--- Material to process ---
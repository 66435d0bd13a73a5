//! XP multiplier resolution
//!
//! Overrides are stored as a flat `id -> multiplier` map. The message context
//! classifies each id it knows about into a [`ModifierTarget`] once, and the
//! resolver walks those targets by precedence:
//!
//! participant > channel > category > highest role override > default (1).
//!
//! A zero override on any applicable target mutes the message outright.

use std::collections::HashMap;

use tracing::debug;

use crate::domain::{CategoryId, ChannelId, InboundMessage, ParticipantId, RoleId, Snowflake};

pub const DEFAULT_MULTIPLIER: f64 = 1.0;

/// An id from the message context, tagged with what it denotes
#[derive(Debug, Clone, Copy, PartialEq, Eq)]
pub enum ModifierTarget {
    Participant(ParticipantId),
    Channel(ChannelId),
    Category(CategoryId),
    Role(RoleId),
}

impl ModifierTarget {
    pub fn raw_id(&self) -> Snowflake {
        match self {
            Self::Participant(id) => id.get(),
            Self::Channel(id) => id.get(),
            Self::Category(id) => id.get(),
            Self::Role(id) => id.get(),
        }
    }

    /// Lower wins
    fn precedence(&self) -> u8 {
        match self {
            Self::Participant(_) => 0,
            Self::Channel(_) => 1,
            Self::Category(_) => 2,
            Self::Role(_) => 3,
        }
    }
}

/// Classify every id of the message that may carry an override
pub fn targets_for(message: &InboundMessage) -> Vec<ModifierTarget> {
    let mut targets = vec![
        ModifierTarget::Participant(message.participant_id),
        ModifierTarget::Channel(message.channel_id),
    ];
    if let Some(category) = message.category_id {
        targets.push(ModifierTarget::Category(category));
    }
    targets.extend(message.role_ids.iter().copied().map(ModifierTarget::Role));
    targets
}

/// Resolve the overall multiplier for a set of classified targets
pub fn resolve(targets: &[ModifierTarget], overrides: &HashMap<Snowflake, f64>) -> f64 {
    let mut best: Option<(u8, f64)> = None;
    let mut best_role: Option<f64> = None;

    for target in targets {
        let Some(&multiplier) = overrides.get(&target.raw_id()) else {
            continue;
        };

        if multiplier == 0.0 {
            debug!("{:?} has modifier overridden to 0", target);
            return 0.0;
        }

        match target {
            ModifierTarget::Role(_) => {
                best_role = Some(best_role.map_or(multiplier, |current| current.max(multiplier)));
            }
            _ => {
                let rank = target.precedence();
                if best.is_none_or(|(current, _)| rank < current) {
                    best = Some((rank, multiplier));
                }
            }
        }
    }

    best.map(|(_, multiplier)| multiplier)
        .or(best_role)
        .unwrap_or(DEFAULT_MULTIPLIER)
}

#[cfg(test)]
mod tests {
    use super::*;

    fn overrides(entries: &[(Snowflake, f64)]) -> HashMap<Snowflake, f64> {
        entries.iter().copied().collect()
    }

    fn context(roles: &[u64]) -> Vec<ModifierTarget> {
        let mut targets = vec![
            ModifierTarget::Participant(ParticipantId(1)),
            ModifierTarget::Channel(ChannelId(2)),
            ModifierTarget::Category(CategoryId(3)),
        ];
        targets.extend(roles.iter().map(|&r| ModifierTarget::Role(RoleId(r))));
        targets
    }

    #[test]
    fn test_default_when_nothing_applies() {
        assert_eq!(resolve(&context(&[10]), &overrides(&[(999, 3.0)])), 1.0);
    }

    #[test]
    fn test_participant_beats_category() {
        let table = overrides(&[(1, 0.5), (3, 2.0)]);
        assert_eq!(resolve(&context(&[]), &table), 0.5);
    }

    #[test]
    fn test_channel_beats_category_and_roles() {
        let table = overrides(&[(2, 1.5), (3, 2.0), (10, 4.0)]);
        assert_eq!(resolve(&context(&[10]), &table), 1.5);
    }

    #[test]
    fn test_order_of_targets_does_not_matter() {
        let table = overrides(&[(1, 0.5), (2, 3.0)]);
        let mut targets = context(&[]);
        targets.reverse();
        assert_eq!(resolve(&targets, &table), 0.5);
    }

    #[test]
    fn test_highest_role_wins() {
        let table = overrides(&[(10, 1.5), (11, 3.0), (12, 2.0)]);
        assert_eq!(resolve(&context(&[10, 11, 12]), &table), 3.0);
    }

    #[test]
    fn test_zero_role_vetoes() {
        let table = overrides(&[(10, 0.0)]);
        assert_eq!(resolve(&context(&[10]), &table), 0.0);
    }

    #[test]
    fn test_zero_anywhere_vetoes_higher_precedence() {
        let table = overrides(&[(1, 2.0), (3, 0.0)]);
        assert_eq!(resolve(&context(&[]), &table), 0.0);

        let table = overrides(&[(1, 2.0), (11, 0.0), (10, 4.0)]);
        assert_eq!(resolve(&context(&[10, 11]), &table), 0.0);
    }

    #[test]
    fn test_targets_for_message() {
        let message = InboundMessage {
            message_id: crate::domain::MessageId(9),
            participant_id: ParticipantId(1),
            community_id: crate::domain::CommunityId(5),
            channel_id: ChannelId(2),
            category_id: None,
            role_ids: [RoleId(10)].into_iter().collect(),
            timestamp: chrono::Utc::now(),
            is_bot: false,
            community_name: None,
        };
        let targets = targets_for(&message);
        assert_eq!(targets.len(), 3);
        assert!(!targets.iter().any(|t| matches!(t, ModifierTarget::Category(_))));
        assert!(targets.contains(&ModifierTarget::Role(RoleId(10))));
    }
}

--- Problem requirements ---
Transcribe each entry. Leave nothing out.

--- Response for this exercise ---
repository 66435d0bd13a73a5
//! XP multiplier resolution
//!
//! Overrides are stored as a flat `id -> multiplier` map. The message context
//! classifies each id it knows about into a [`ModifierTarget`] once, and the
//! resolver walks those targets by precedence:
//!
//! participant > channel > category > highest role override > default (1).
//!
//! A zero override on any applicable target mutes the message outright.

use std::collections::HashMap;

use tracing::debug;

use crate::domain::{CategoryId, ChannelId, InboundMessage, ParticipantId, RoleId, Snowflake};

pub const DEFAULT_MULTIPLIER: f64 = 1.0;

/// An id from the message context, tagged with what it denotes
#[derive(Debug, Clone, Copy, PartialEq, Eq)]
pub enum ModifierTarget {
    Participant(ParticipantId),
    Channel(ChannelId),
    Category(CategoryId),
    Role(RoleId),
}

impl ModifierTarget {
    pub fn raw_id(&self) -> Snowflake {
        match self {
            Self::Participant(id) => id.get(),
            Self::Channel(id) => id.get(),
            Self::Category(id) => id.get(),
            Self::Role(id) => id.get(),
        }
    }

    /// Lower wins
    fn precedence(&self) -> u8 {
        match self {
            Self::Participant(_) => 0,
            Self::Channel(_) => 1,
            Self::Category(_) => 2,
            Self::Role(_) => 3,
        }
    }
}

/// Classify every id of the message that may carry an override
pub fn targets_for(message: &InboundMessage) -> Vec<ModifierTarget> {
    let mut targets = vec![
        ModifierTarget::Participant(message.participant_id),
        ModifierTarget::Channel(message.channel_id),
    ];
    if let Some(category) = message.category_id {
        targets.push(ModifierTarget::Category(category));
    }
    targets.extend(message.role_ids.iter().copied().map(ModifierTarget::Role));
    targets
}

/// Resolve the overall multiplier for a set of classified targets
pub fn resolve(targets: &[ModifierTarget], overrides: &HashMap<Snowflake, f64>) -> f64 {
    let mut best: Option<(u8, f64)> = None;
    let mut best_role: Option<f64> = None;

    for target in targets {
        let Some(&multiplier) = overrides.get(&target.raw_id()) else {
            continue;
        };

        if multiplier == 0.0 {
            debug!("{:?} has modifier overridden to 0", target);
            return 0.0;
        }

        match target {
            ModifierTarget::Role(_) => {
                best_role = Some(best_role.map_or(multiplier, |current| current.max(multiplier)));
            }
            _ => {
                let rank = target.precedence();
                if best.is_none_or(|(current, _)| rank < current) {
                    best = Some((rank, multiplier));
                }
            }
        }
    }

    best.map(|(_, multiplier)| multiplier)
        .or(best_role)
        .unwrap_or(DEFAULT_MULTIPLIER)
}

#[cfg(test)]
mod tests {
    use super::*;

    fn overrides(entries: &[(Snowflake, f64)]) -> HashMap<Snowflake, f64> {
        entries.iter().copied().collect()
    }

    fn context(roles: &[u64]) -> Vec<ModifierTarget> {
        let mut targets = vec![
            ModifierTarget::Participant(ParticipantId(1)),
            ModifierTarget::Channel(ChannelId(2)),
            ModifierTarget::Category(CategoryId(3)),
        ];
        targets.extend(roles.iter().map(|&r| ModifierTarget::Role(RoleId(r))));
        targets
    }

    #[test]
    fn test_default_when_nothing_applies() {
        assert_eq!(resolve(&context(&[10]), &overrides(&[(999, 3.0)])), 1.0);
    }

    #[test]
    fn test_participant_beats_category() {
        let table = overrides(&[(1, 0.5), (3, 2.0)]);
        assert_eq!(resolve(&context(&[]), &table), 0.5);
    }

    #[test]
    fn test_channel_beats_category_and_roles() {
        let table = overrides(&[(2, 1.5), (3, 2.0), (10, 4.0)]);
        assert_eq!(resolve(&context(&[10]), &table), 1.5);
    }

    #[test]
    fn test_order_of_targets_does_not_matter() {
        let table = overrides(&[(1, 0.5), (2, 3.0)]);
        let mut targets = context(&[]);
        targets.reverse();
        assert_eq!(resolve(&targets, &table), 0.5);
    }

    #[test]
    fn test_highest_role_wins() {
        let table = overrides(&[(10, 1.5), (11, 3.0), (12, 2.0)]);
        assert_eq!(resolve(&context(&[10, 11, 12]), &table), 3.0);
    }

    #[test]
    fn test_zero_role_vetoes() {
        let table = overrides(&[(10, 0.0)]);
        assert_eq!(resolve(&context(&[10]), &table), 0.0);
    }

    #[test]
    fn test_zero_anywhere_vetoes_higher_precedence() {
        let table = overrides(&[(1, 2.0), (3, 0.0)]);
        assert_eq!(resolve(&context(&[]), &table), 0.0);

        let table = overrides(&[(1, 2.0), (11, 0.0), (10, 4.0)]);
        assert_eq!(resolve(&context(&[10, 11]), &table), 0.0);
    }

    #[test]
    fn test_targets_for_message() {
        let message = InboundMessage {
            message_id: crate::domain::MessageId(9),
            participant_id: ParticipantId(1),
            community_id: crate::domain::CommunityId(5),
            channel_id: ChannelId(2),
            category_id: None,
            role_ids: [RoleId(10)].into_iter().collect(),
            timestamp: chrono::Utc::now(),
            is_bot: false,
            community_name: None,
        };
        let targets = targets_for(&message);
        assert_eq!(targets.len(), 3);
        assert!(!targets.iter().any(|t| matches!(t, ModifierTarget::Category(_))));
        assert!(targets.contains(&ModifierTarget::Role(RoleId(10))));
    }
}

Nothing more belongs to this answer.